TASK INSTRUCTIONS: In the data below, find the line containing "filename crates/hardware/tests/unit/core.rs", then set down that line and every later line up to and including the line containing "use memhier_core::sim::workload::WorkloadSpec;", exactly.

——

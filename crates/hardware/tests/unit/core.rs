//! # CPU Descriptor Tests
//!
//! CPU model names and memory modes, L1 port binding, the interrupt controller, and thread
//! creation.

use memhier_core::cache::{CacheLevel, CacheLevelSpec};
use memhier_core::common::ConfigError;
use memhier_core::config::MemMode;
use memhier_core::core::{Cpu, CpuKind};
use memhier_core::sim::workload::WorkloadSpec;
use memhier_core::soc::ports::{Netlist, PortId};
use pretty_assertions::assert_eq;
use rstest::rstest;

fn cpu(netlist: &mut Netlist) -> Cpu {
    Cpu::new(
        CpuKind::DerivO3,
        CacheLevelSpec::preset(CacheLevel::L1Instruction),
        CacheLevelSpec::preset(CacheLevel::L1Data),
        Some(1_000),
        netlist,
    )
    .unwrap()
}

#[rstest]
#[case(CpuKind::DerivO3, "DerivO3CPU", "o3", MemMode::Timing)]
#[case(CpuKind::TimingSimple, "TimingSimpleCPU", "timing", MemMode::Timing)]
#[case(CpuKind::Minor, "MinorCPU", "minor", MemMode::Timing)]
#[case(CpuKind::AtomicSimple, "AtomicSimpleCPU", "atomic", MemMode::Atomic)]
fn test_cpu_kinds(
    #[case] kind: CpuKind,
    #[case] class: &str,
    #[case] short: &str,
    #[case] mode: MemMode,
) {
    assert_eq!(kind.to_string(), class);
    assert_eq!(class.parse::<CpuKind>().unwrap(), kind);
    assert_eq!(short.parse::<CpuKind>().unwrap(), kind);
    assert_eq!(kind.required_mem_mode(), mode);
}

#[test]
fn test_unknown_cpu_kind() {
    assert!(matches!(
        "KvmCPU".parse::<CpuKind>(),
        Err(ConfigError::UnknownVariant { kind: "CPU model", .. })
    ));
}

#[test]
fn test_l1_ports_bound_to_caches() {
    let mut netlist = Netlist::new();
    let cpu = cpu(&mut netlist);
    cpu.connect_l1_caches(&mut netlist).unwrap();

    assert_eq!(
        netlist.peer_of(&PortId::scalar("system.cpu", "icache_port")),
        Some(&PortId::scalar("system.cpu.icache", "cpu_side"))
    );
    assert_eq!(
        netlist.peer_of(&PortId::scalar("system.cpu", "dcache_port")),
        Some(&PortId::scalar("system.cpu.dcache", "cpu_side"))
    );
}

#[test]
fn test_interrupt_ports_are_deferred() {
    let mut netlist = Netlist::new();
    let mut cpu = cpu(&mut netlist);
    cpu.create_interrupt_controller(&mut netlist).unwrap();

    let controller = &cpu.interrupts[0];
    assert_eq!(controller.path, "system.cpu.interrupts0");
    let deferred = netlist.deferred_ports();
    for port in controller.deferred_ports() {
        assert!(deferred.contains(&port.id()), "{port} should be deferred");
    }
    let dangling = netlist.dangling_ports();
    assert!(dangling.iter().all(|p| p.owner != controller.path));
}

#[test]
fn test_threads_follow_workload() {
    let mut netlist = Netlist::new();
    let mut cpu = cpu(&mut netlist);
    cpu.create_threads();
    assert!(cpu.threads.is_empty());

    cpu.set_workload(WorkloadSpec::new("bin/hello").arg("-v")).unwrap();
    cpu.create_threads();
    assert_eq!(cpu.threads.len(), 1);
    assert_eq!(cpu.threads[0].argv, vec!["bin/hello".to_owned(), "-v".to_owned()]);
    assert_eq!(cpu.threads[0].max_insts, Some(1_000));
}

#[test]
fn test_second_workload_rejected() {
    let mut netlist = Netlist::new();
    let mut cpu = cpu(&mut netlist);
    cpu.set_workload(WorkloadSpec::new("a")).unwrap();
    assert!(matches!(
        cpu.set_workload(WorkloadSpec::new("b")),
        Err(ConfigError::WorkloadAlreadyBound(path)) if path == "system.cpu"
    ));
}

——

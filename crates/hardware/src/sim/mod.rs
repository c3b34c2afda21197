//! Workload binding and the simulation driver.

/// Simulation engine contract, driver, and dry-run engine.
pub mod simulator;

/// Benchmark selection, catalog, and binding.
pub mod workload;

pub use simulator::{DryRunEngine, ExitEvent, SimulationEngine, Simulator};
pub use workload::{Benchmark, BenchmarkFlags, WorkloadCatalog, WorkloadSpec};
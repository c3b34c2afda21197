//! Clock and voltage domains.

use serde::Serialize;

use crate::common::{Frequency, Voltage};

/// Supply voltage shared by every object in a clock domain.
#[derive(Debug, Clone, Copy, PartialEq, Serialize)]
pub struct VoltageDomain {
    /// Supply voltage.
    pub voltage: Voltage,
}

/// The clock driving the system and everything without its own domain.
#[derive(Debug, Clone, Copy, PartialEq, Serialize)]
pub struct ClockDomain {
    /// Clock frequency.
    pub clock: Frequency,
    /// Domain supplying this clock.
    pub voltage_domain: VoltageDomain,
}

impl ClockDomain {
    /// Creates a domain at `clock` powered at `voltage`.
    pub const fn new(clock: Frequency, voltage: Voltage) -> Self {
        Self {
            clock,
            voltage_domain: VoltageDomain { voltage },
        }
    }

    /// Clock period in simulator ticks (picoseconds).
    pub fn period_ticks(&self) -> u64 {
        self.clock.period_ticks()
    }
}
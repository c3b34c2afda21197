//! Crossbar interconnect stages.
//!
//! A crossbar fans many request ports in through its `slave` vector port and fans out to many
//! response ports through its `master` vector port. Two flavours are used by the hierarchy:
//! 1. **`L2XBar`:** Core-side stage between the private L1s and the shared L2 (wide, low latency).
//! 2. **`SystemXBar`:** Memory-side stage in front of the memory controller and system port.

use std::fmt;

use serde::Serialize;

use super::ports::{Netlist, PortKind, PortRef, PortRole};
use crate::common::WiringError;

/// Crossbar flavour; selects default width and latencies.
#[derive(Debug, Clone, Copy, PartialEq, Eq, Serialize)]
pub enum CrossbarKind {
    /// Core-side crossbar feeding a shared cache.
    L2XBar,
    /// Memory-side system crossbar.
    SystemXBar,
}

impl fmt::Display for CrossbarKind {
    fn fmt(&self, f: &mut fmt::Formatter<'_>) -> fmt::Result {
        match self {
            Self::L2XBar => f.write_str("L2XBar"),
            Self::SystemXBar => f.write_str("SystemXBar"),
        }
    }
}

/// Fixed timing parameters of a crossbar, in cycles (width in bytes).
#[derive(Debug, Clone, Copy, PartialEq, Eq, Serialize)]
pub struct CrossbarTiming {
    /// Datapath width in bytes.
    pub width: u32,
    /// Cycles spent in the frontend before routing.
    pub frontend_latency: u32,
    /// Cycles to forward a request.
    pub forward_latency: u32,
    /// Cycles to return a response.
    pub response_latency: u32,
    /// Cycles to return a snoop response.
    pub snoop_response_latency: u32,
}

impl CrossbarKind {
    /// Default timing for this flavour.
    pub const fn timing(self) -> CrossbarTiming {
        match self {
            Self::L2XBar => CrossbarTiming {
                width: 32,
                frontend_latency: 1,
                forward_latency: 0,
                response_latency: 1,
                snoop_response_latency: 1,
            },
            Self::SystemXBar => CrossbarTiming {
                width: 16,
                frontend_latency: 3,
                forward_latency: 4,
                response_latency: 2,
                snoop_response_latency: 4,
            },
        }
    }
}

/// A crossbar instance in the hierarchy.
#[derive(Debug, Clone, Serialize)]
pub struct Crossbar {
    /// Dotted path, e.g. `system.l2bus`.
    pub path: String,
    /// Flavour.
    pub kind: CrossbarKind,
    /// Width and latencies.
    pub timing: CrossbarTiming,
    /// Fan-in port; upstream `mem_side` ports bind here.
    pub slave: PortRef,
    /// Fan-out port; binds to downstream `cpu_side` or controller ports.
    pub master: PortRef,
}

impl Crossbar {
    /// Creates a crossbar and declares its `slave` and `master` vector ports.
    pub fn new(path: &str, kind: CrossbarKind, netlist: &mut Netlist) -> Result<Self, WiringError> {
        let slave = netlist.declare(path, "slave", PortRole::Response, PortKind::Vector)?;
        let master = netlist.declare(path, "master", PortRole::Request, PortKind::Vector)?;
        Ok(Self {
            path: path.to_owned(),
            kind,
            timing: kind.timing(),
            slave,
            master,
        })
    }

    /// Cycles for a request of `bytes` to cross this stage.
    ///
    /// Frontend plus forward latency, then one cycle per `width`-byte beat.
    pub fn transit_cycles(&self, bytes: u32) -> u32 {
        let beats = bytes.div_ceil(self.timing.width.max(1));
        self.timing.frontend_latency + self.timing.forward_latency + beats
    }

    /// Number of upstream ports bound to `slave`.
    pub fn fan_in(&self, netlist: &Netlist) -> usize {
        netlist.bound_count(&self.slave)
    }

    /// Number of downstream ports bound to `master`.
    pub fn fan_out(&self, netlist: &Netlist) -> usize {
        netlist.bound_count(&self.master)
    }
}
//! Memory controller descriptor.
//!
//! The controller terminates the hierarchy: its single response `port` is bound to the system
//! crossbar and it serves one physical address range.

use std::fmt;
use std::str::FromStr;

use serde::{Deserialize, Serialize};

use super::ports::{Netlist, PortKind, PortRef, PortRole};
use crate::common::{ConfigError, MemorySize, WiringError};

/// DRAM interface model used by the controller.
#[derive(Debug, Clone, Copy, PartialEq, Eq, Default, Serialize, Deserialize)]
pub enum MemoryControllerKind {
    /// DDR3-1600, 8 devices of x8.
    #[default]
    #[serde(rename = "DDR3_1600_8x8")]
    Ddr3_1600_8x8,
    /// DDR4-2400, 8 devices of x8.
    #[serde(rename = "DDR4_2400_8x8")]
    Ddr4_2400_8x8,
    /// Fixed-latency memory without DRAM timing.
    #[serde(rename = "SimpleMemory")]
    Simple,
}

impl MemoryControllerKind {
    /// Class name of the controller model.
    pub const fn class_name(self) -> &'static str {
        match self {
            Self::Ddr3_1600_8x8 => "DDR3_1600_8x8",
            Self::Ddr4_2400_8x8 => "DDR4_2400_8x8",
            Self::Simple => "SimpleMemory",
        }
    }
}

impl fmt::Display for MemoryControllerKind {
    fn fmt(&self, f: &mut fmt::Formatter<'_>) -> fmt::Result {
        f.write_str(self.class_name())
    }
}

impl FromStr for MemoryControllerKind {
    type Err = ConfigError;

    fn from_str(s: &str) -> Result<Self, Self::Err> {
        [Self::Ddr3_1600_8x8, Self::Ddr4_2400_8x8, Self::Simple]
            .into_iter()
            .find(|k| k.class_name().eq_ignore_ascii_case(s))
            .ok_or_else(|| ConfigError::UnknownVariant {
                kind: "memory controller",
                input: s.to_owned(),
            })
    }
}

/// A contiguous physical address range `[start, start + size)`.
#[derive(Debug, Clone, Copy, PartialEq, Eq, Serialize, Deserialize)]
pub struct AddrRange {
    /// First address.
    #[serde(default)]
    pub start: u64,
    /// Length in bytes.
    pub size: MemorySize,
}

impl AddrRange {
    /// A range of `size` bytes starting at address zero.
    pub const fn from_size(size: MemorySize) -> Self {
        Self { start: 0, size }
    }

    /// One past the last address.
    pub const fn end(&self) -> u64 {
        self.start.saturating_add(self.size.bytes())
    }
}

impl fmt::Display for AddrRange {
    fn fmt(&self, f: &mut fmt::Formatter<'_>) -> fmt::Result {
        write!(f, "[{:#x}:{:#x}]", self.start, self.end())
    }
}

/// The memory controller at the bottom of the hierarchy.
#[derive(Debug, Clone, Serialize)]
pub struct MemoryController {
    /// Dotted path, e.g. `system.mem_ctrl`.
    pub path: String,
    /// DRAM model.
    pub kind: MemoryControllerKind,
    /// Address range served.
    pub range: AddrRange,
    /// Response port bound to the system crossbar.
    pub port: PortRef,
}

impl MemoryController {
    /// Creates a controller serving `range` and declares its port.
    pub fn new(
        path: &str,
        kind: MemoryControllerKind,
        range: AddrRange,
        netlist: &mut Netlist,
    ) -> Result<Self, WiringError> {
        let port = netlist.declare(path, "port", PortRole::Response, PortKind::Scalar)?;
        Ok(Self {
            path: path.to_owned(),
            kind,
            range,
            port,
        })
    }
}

——

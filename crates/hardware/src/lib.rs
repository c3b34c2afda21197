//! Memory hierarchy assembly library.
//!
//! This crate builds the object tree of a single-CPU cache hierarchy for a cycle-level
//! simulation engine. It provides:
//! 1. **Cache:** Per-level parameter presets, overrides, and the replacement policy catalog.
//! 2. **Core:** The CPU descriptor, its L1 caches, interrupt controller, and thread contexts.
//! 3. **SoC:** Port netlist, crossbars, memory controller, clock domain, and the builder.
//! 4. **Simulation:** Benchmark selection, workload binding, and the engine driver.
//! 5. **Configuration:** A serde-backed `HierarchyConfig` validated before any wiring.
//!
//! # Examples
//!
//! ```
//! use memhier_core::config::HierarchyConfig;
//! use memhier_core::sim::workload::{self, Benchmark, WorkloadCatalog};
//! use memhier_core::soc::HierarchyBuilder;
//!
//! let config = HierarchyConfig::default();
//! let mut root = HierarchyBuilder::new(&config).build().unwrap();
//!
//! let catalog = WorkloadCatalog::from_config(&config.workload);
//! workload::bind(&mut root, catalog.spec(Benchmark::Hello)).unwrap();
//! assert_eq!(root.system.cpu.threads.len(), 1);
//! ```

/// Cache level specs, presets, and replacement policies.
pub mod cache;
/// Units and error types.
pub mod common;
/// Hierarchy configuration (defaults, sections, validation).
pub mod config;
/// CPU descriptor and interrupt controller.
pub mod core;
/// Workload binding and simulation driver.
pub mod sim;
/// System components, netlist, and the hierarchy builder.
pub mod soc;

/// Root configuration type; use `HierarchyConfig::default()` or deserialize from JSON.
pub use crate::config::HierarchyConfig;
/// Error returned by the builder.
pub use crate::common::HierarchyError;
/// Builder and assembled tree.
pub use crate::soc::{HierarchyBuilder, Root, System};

——

PROBLEM SOLUTION:
filename crates/hardware/tests/unit/core.rs
//! # CPU Descriptor Tests
//!
//! CPU model names and memory modes, L1 port binding, the interrupt controller, and thread
//! creation.

use memhier_core::cache::{CacheLevel, CacheLevelSpec};
use memhier_core::common::ConfigError;
use memhier_core::config::MemMode;
use memhier_core::core::{Cpu, CpuKind};
use memhier_core::sim::workload::WorkloadSpec;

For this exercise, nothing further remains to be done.